• Saved entries:

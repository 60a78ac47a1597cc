//! Producer-facing event publishing.

use axum::{
    extract::{Path, State},
    http::StatusCode,
    Json,
};
use courier_core::{EventId, SourceRef, TenantId};
use serde::{Deserialize, Serialize};
use serde_json::Value;
use tracing::instrument;
use uuid::Uuid;

use crate::{
    error::{ApiJson, ApiResult},
    AppState,
};

/// Body of `POST /v1/tenants/{tenant_id}/events`.
#[derive(Debug, Deserialize)]
pub struct PublishEventRequest {
    /// Catalog event type.
    pub event_type: String,
    /// Event payload; an empty object when omitted.
    #[serde(default = "empty_object")]
    pub payload: Value,
    /// Originating domain object.
    #[serde(default)]
    pub source: Option<SourceRef>,
}

fn empty_object() -> Value {
    Value::Object(serde_json::Map::new())
}

/// Response to a publish request.
#[derive(Debug, Serialize)]
pub struct PublishEventResponse {
    /// Identifier of the occurrence.
    pub event_id: EventId,
}

/// Publishes an event for fan-out.
///
/// Always accepted: unknown event types and storage failures are logged by
/// the dispatcher and never surface to the producer.
#[instrument(name = "publish_event", skip(state, body), fields(event_type = %body.event_type))]
pub async fn publish_event(
    State(state): State<AppState>,
    Path(tenant_id): Path<Uuid>,
    ApiJson(body): ApiJson<PublishEventRequest>,
) -> ApiResult<(StatusCode, Json<PublishEventResponse>)> {
    let event_id = state
        .dispatcher
        .dispatch_event(&body.event_type, body.payload, TenantId::from(tenant_id), body.source)
        .await;

    Ok((StatusCode::ACCEPTED, Json(PublishEventResponse { event_id })))
}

• Instructions to follow:
Without omitting anything, set down all the entries above again.

• Written response:
repository 60a78ac47a1597cc
//! Producer-facing event publishing.

use axum::{
    extract::{Path, State},
    http::StatusCode,
    Json,
};
use courier_core::{EventId, SourceRef, TenantId};
use serde::{Deserialize, Serialize};
use serde_json::Value;
use tracing::instrument;
use uuid::Uuid;

use crate::{
    error::{ApiJson, ApiResult},
    AppState,
};

/// Body of `POST /v1/tenants/{tenant_id}/events`.
#[derive(Debug, Deserialize)]
pub struct PublishEventRequest {
    /// Catalog event type.
    pub event_type: String,
    /// Event payload; an empty object when omitted.
    #[serde(default = "empty_object")]
    pub payload: Value,
    /// Originating domain object.
    #[serde(default)]
    pub source: Option<SourceRef>,
}

fn empty_object() -> Value {
    Value::Object(serde_json::Map::new())
}

/// Response to a publish request.
#[derive(Debug, Serialize)]
pub struct PublishEventResponse {
    /// Identifier of the occurrence.
    pub event_id: EventId,
}

/// Publishes an event for fan-out.
///
/// Always accepted: unknown event types and storage failures are logged by
/// the dispatcher and never surface to the producer.
#[instrument(name = "publish_event", skip(state, body), fields(event_type = %body.event_type))]
pub async fn publish_event(
    State(state): State<AppState>,
    Path(tenant_id): Path<Uuid>,
    ApiJson(body): ApiJson<PublishEventRequest>,
) -> ApiResult<(StatusCode, Json<PublishEventResponse>)> {
    let event_id = state
        .dispatcher
        .dispatch_event(&body.event_type, body.payload, TenantId::from(tenant_id), body.source)
        .await;

    Ok((StatusCode::ACCEPTED, Json(PublishEventResponse { event_id })))
}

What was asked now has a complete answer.